Mostly, however, the fact that the reinstitutionalization of the
system is only partial stems from the continuing role of the party.
The party inhibits and distorts the creation of institutions because
the party remains more important than the state (so there cannot be
real civil service reform), because the party remains more important
than the law (so the constitution and other laws remain goals more
than realities), and because the party, by granting power to its
cadres, prevents the economy from becoming fully independent.
Moreover, reforms have corroded traditional norms within the party
without inhibiting the abuse of power. As the CCP comes more to
resemble Tammany Hall and less the Leninist party of Mao, corruption
becomes not so much a by-product of the operation of the
party as essential to its functioning. And corruption is anathema to
institutionalization.
Listing these dysfunctionalities makes the picture look bleaker
than it is.

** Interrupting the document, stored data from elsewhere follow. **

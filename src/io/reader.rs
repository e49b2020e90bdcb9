//! Sequential reader over a buffered byte source.
//!
//! Wraps any [`BufRead`] so that columns and the result decoder can consume
//! primitives in stream order. The only non-consuming operation is
//! [`Reader::peek`], which looks at already buffered data.

use crate::{
    Error,
    Result,
};
use std::io::{
    BufRead,
    ErrorKind,
    Read,
};

/// Upper bound for length-prefixed strings.
const MAX_STRING_LEN: usize = 0x00FF_FFFF;

pub const BOOL_FALSE: u8 = 0;
pub const BOOL_TRUE: u8 = 1;

pub struct Reader<'a> {
    raw: Box<dyn BufRead + 'a>,
    offset: u64,
}

impl<'a> Reader<'a> {
    pub fn new<R: BufRead + 'a>(raw: R) -> Self {
        Self { raw: Box::new(raw), offset: 0 }
    }

    /// Number of bytes consumed so far.
    pub fn offset(&self) -> u64 {
        self.offset
    }

    /// Look at the next byte without consuming it.
    ///
    /// Fails with `UnexpectedEof` when the source has no more buffered data.
    pub fn peek(&mut self) -> Result<u8> {
        let buf = self.raw.fill_buf()?;
        buf.first().copied().ok_or_else(|| {
            Error::Io(std::io::Error::new(
                ErrorKind::UnexpectedEof,
                "peek: no buffered data",
            ))
        })
    }

    pub fn read_u8(&mut self) -> Result<u8> {
        let mut b = [0u8; 1];
        self.raw.read_exact(&mut b)?;
        self.offset += 1;
        Ok(b[0])
    }

    pub fn read_bool(&mut self) -> Result<bool> {
        match self.read_u8()? {
            BOOL_FALSE => Ok(false),
            BOOL_TRUE => Ok(true),
            v => Err(Error::Protocol(format!("unexpected value {} for boolean", v))),
        }
    }

    pub fn read_i32(&mut self) -> Result<i32> {
        let mut b = [0u8; 4];
        self.raw.read_exact(&mut b)?;
        self.offset += 4;
        Ok(i32::from_le_bytes(b))
    }

    /// Read a varint-encoded u64
    pub fn read_varint(&mut self) -> Result<u64> {
        let mut result: u64 = 0;
        let mut shift = 0;

        loop {
            let byte = self.read_u8()?;
            result |= ((byte & 0x7F) as u64) << shift;

            if byte & 0x80 == 0 {
                break;
            }

            shift += 7;
            if shift >= 64 {
                return Err(Error::Protocol("Varint overflow".to_string()));
            }
        }

        Ok(result)
    }

    /// Read exactly `n` bytes.
    ///
    /// Reads incrementally, so a bogus length on a short stream fails with
    /// `UnexpectedEof` instead of allocating `n` bytes up front.
    pub fn read_raw(&mut self, n: usize) -> Result<Vec<u8>> {
        let mut buf = Vec::new();
        let got = (&mut self.raw).take(n as u64).read_to_end(&mut buf)?;
        self.offset += got as u64;
        if got < n {
            return Err(Error::Io(std::io::Error::new(
                ErrorKind::UnexpectedEof,
                format!("read {} of {} bytes", got, n),
            )));
        }
        Ok(buf)
    }

    /// Read a length-prefixed string
    pub fn read_string(&mut self) -> Result<String> {
        let len = self.read_varint()? as usize;

        if len > MAX_STRING_LEN {
            return Err(Error::Protocol(format!(
                "String length too large: {}",
                len
            )));
        }

        let buf = self.read_raw(len)?;
        Ok(String::from_utf8(buf)?)
    }
}

impl std::fmt::Debug for Reader<'_> {
    fn fmt(&self, f: &mut std::fmt::Formatter<'_>) -> std::fmt::Result {
        f.debug_struct("Reader").field("offset", &self.offset).finish()
    }
}

#[cfg(test)]
mod tests {
    use super::*;
    use crate::io::buffer_utils::{
        write_string,
        write_varint,
    };
    use bytes::{
        BufMut,
        BytesMut,
    };

    #[test]
    fn test_peek_does_not_consume() {
        let data = [7u8, 8];
        let mut r = Reader::new(&data[..]);

        assert_eq!(r.peek().unwrap(), 7);
        assert_eq!(r.peek().unwrap(), 7);
        assert_eq!(r.offset(), 0);
        assert_eq!(r.read_u8().unwrap(), 7);
        assert_eq!(r.peek().unwrap(), 8);
    }

    #[test]
    fn test_peek_on_empty_source_fails() {
        let mut r = Reader::new(&[][..]);
        let err = r.peek().unwrap_err();
        assert!(matches!(err, Error::Io(e) if e.kind() == ErrorKind::UnexpectedEof));
    }

    #[test]
    fn test_read_bool() {
        let mut r = Reader::new(&[1u8, 0, 2][..]);
        assert!(r.read_bool().unwrap());
        assert!(!r.read_bool().unwrap());
        assert!(r.read_bool().is_err());
    }

    #[test]
    fn test_read_string_and_varint() {
        let mut buf = BytesMut::new();
        write_varint(&mut buf, 300);
        write_string(&mut buf, "Time64(3)");
        buf.put_i32_le(-5);

        let mut r = Reader::new(&buf[..]);
        assert_eq!(r.read_varint().unwrap(), 300);
        assert_eq!(r.read_string().unwrap(), "Time64(3)");
        assert_eq!(r.read_i32().unwrap(), -5);
        assert_eq!(r.offset(), buf.len() as u64);
    }

    #[test]
    fn test_read_raw_short_stream() {
        let mut r = Reader::new(&[1u8, 2, 3][..]);
        let err = r.read_raw(8).unwrap_err();
        assert!(matches!(err, Error::Io(e) if e.kind() == ErrorKind::UnexpectedEof));
    }

    #[test]
    fn test_read_string_truncated() {
        let mut buf = BytesMut::new();
        write_varint(&mut buf, 100);
        buf.put_slice(b"only10");

        let mut r = Reader::new(&buf[..]);
        assert!(r.read_string().is_err());
    }

    #[test]
    fn test_varint_overflow() {
        let data = [0xFFu8; 10];
        let mut r = Reader::new(&data[..]);
        assert!(r.read_varint().is_err());
    }
}
use thiserror::Error;

#[derive(Error, Debug)]
pub enum Error {
    #[error("I/O error: {0}")]
    Io(#[from] std::io::Error),

    #[error("Protocol error: {0}")]
    Protocol(String),

    #[error("Invalid type {type_name:?}: {reason}")]
    InvalidType { type_name: String, reason: String },

    #[error("Column count mismatch: {block} (columns) != {target} (target)")]
    ColumnCount { block: usize, target: usize },

    #[error("[{index}]: unexpected column {actual:?} ({expected:?} expected)")]
    ColumnName { index: usize, expected: String, actual: String },

    #[error(
        "[{index}]: {column}: unexpected type {actual:?} (got) instead of {expected:?} (has)"
    )]
    TypeConflict {
        index: usize,
        column: String,
        expected: String,
        actual: String,
    },

    #[error("column [{index}]: unknown type code 0x{code:x}")]
    UnknownTypeCode { index: usize, code: u8 },

    #[error("Time64: no precision set")]
    PrecisionNotSet,

    #[error("Validation error: {0}")]
    Validation(String),

    #[error("UTF-8 error: {0}")]
    Utf8(#[from] std::string::FromUtf8Error),

    #[error("{context}: {source}")]
    Context {
        context: String,
        #[source]
        source: Box<Error>,
    },
}

impl Error {
    /// Build an [`Error::InvalidType`] for the given descriptor.
    pub fn invalid_type(
        type_name: impl Into<String>,
        reason: impl Into<String>,
    ) -> Self {
        Error::InvalidType {
            type_name: type_name.into(),
            reason: reason.into(),
        }
    }

    /// Innermost error, skipping any context wrappers.
    pub fn root(&self) -> &Error {
        match self {
            Error::Context { source, .. } => source.root(),
            other => other,
        }
    }
}

pub type Result<T> = std::result::Result<T, Error>;

/// Attach positional context (column index, name, phase) to an error.
pub trait ResultExt<T> {
    fn context<C, F>(self, f: F) -> Result<T>
    where
        C: Into<String>,
        F: FnOnce() -> C;
}

impl<T, E: Into<Error>> ResultExt<T> for std::result::Result<T, E> {
    fn context<C, F>(self, f: F) -> Result<T>
    where
        C: Into<String>,
        F: FnOnce() -> C,
    {
        self.map_err(|e| Error::Context {
            context: f().into(),
            source: Box::new(e.into()),
        })
    }
}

The bureaucracy has clearly become better, as better educated
and more professional cadres have been promoted to positions
of responsibility. The economy, while cultivating the support
of cadres (the cost of doing business), has managed to do quite
well. Further, the legal system has begun to play a positive role, at
least in some areas of the economy and society. And even the
degeneration of the party has a bright side--the social protests that
it unintentionally sets off have started the party on a course of
reform that might reduce the worst abuses.
One element of party rule that is important to consider in its
own right is that of political succession, and it is to that factor that
this chapter now turns.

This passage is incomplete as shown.